→ **PROBLEM REQUIREMENTS**
Tally up the lines in the material where the word "every" appears, then give the total and nothing else.

→ **DATA**
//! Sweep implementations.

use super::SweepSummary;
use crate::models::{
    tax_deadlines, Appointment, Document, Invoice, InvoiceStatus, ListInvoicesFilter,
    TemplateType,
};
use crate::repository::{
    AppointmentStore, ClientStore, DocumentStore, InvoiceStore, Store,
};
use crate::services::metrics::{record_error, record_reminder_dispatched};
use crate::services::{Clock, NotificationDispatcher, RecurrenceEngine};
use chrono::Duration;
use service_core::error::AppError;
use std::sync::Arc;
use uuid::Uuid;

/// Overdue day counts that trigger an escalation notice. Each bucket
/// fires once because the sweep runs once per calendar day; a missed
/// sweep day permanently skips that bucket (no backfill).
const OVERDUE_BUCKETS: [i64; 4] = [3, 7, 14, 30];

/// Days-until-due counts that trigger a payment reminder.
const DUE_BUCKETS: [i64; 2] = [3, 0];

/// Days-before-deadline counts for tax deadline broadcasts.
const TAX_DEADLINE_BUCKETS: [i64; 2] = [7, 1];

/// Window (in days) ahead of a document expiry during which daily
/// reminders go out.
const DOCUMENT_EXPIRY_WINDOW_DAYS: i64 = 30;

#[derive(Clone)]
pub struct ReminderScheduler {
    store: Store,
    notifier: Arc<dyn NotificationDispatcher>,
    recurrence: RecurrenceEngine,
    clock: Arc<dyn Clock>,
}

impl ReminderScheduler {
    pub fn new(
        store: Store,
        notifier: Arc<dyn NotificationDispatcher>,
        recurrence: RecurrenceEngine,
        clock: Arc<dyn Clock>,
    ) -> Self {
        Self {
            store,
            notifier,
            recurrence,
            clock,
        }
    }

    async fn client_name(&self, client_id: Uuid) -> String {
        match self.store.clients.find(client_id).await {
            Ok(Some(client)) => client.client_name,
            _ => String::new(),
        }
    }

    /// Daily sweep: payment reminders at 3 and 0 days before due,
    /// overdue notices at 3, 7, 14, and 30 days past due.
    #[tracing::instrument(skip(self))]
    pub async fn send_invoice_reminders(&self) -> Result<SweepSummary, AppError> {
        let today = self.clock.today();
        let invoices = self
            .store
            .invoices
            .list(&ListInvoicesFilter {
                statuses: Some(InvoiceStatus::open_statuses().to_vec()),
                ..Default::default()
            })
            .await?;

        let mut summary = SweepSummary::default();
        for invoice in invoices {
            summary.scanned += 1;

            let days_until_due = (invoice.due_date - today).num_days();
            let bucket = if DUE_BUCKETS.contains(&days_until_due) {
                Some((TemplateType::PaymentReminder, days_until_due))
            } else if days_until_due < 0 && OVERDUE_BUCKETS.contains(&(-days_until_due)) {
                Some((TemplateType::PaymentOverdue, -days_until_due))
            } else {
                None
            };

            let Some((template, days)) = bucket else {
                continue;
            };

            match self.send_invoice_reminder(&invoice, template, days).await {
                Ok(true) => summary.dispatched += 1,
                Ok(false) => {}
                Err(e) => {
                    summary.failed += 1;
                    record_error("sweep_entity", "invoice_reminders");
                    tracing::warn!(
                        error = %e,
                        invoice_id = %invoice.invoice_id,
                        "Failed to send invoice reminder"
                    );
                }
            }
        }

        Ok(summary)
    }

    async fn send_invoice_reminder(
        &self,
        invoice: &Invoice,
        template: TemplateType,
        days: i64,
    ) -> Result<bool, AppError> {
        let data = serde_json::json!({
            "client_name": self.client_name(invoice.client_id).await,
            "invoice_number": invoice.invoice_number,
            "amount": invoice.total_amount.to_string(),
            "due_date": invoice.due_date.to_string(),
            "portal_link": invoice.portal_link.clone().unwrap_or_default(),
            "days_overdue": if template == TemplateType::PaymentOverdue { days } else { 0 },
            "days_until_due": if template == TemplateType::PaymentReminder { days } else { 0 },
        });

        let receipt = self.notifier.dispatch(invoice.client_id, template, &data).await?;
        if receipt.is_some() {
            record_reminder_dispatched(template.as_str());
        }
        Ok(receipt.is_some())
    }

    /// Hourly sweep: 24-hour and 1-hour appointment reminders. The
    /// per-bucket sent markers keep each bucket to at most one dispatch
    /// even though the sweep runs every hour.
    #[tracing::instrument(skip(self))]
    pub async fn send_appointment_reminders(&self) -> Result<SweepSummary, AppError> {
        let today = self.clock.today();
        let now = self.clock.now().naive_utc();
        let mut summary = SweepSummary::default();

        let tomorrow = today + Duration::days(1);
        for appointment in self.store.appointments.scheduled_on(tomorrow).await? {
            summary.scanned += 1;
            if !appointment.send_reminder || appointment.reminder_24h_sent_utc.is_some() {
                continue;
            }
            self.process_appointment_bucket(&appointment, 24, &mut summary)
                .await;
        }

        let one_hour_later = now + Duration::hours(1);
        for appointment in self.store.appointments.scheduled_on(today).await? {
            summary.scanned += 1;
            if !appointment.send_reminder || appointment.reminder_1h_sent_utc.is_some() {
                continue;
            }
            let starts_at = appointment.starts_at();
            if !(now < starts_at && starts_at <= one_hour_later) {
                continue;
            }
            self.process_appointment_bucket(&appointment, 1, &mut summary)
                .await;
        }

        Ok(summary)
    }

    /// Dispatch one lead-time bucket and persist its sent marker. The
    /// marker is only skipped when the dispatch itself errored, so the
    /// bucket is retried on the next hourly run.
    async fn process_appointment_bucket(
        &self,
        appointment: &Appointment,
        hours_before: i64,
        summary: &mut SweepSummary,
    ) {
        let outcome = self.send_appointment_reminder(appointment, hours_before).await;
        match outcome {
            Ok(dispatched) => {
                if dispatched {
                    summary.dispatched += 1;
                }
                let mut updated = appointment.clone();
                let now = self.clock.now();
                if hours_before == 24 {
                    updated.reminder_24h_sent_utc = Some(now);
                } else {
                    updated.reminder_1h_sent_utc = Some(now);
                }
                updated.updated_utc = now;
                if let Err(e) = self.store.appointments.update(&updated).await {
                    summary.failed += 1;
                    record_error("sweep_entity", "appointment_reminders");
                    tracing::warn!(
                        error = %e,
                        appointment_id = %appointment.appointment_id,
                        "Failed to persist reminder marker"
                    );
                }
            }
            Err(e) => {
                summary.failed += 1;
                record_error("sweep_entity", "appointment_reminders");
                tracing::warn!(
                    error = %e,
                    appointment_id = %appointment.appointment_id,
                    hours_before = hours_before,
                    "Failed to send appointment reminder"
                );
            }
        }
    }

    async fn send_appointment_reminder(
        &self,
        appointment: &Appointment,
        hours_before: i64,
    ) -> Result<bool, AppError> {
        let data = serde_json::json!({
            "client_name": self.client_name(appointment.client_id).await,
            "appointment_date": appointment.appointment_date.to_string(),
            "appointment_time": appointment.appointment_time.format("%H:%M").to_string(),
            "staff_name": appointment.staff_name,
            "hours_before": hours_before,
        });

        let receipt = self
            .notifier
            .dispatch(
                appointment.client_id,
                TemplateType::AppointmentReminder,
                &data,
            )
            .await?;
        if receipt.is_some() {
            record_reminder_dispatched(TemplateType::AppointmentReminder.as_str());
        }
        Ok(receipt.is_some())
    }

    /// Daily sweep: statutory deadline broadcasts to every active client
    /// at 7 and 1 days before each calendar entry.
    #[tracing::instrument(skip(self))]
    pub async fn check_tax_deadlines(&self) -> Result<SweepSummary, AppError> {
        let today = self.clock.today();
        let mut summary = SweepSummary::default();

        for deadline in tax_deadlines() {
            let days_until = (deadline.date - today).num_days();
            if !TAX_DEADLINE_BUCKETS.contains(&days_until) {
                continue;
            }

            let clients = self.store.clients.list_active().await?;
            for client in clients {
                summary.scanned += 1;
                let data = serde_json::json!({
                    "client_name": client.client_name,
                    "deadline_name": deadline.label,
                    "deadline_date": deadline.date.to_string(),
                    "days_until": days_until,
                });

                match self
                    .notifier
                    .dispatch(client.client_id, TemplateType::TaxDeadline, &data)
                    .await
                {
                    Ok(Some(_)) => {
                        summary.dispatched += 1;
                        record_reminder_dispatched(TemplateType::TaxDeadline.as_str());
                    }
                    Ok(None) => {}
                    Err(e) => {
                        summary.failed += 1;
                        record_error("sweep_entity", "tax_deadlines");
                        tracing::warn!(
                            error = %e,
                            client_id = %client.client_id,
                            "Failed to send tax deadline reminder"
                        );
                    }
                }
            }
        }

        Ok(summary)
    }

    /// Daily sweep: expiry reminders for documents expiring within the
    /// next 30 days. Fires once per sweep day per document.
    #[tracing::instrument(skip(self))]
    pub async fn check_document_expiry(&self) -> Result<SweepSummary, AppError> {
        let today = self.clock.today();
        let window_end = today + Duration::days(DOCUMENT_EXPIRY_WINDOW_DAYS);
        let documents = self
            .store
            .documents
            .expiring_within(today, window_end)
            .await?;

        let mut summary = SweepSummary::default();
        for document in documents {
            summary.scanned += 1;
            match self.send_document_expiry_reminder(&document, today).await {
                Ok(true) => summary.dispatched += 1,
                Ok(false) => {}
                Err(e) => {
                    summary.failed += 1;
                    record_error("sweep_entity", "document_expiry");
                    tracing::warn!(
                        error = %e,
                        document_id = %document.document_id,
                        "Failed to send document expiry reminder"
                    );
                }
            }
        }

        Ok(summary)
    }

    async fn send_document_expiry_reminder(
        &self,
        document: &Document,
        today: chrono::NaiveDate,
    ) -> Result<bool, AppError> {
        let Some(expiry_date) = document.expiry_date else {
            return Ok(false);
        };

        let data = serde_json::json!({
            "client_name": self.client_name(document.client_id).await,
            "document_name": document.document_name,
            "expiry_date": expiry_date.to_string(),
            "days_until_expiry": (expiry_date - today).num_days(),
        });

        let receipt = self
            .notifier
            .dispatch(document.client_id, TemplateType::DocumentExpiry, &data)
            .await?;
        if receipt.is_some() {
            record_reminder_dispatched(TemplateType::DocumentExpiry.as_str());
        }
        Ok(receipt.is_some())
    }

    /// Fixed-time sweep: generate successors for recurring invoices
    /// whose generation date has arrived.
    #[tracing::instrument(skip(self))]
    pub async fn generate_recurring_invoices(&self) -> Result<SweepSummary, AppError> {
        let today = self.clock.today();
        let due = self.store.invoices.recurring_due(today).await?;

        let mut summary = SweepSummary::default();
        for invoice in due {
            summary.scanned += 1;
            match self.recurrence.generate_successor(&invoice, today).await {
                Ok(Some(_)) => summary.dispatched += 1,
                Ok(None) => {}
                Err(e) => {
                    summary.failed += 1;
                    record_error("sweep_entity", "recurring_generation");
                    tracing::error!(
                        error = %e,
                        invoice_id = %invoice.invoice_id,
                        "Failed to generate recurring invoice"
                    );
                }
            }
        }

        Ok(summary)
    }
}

→ **OUTPUT FOR THIS TASK**
2